EXERCISE INSTRUCTIONS — Would you give the number of lines below in which the string "RobotsPolicy" appears? Nothing else is needed.
Segment Start: RECORD EXTRACTS
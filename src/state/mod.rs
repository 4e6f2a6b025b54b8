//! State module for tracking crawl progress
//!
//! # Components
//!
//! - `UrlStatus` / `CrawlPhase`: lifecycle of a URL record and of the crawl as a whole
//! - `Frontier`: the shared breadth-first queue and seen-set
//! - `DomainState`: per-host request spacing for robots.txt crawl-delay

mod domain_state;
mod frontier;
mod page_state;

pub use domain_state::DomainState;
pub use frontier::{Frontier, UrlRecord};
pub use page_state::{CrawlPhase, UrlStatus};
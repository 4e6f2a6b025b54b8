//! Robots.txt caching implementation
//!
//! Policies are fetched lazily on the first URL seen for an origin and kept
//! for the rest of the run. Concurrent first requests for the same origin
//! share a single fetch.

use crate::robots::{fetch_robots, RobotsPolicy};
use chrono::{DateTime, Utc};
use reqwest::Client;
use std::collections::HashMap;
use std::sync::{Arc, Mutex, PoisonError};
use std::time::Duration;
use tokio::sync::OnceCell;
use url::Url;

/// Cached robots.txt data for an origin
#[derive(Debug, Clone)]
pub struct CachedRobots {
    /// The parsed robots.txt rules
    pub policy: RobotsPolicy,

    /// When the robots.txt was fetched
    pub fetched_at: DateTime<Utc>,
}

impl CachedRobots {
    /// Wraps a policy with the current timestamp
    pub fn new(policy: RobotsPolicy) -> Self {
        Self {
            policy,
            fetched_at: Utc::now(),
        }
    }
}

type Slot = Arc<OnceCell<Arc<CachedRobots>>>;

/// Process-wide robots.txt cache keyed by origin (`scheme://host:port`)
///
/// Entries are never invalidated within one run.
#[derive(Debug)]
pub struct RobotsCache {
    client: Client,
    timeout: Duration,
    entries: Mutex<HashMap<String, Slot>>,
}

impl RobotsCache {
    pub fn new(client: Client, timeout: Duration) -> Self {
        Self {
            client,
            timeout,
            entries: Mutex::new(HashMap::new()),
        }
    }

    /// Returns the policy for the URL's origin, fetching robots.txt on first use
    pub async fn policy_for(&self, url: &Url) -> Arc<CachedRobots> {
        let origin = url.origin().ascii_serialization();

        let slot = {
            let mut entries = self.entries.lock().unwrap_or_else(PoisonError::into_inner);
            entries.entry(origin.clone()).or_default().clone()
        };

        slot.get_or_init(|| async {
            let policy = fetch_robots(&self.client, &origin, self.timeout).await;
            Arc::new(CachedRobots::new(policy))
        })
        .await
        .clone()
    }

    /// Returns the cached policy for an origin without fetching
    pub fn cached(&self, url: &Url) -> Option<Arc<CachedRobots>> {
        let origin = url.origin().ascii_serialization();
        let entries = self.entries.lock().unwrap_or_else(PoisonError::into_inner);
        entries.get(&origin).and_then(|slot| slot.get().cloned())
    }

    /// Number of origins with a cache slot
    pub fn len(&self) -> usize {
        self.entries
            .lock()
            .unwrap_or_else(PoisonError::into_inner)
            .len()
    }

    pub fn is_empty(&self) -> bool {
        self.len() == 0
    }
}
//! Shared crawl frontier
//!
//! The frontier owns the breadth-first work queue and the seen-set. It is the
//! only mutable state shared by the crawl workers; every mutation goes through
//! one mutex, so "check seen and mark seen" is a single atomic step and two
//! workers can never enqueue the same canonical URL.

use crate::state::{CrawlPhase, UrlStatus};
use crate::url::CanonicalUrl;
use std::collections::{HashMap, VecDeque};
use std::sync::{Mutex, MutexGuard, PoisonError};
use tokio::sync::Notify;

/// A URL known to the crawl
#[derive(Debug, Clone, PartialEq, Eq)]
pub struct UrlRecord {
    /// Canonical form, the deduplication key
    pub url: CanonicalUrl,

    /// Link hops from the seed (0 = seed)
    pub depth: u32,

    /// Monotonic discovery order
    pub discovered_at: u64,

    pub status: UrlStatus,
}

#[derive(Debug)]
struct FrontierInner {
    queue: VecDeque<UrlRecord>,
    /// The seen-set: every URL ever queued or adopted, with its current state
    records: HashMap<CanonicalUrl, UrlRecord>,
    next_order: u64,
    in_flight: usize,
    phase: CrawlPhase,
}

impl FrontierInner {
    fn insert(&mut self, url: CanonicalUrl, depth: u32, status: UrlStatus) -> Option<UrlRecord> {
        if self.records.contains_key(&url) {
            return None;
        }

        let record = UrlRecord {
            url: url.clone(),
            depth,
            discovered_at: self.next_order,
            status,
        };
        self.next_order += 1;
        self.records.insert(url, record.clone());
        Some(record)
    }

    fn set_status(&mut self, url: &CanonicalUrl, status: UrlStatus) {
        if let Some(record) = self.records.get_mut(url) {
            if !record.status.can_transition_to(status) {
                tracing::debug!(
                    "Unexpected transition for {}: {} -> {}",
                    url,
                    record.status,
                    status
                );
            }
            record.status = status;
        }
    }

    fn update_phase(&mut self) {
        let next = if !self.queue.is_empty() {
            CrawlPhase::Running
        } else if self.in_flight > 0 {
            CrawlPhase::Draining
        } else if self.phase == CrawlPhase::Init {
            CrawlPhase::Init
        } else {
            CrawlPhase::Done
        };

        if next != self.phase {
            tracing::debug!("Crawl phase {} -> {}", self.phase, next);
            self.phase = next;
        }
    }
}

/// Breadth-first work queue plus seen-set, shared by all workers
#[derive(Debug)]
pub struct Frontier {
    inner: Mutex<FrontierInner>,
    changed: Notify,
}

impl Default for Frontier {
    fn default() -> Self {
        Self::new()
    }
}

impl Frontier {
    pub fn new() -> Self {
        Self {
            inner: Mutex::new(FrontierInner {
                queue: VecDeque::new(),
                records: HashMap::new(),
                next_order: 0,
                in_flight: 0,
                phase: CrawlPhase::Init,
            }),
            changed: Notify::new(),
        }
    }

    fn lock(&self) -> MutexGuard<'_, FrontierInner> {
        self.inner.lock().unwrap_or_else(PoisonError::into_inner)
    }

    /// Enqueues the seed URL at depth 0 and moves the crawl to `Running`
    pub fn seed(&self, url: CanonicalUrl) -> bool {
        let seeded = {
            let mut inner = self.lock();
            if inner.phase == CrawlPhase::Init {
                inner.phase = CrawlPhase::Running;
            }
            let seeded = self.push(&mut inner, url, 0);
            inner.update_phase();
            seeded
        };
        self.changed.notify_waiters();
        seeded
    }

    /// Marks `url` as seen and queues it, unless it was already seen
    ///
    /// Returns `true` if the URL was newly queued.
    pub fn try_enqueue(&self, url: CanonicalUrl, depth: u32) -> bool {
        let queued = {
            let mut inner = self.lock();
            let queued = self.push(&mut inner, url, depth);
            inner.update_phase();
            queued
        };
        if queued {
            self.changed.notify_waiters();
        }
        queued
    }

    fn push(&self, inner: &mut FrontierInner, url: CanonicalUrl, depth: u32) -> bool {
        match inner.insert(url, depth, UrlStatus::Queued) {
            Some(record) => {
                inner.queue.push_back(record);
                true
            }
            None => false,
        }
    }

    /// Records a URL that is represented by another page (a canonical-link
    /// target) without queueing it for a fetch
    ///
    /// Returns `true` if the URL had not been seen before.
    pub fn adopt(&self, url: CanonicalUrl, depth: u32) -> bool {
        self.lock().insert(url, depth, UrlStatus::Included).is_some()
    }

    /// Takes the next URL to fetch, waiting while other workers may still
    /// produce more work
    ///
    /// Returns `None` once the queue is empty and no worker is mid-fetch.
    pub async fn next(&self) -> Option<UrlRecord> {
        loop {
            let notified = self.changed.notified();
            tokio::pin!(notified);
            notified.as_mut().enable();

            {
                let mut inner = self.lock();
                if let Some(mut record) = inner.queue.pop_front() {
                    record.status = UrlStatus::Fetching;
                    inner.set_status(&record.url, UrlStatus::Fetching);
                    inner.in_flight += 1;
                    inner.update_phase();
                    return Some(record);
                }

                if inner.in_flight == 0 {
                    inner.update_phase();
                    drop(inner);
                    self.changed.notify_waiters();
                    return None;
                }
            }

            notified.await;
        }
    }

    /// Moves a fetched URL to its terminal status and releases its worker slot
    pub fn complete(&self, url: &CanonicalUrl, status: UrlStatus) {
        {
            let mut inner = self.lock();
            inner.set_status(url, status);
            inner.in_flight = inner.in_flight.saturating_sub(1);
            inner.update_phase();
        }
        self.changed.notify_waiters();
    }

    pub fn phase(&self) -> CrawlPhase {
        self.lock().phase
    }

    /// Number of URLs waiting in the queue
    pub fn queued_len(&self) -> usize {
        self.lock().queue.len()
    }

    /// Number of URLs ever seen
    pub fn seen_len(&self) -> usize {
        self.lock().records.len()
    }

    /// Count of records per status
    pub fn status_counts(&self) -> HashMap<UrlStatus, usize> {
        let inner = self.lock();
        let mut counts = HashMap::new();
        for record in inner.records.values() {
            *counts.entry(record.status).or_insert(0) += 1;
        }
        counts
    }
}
Segment End: RECORD EXTRACTS
EXPECTED OUTPUT — 3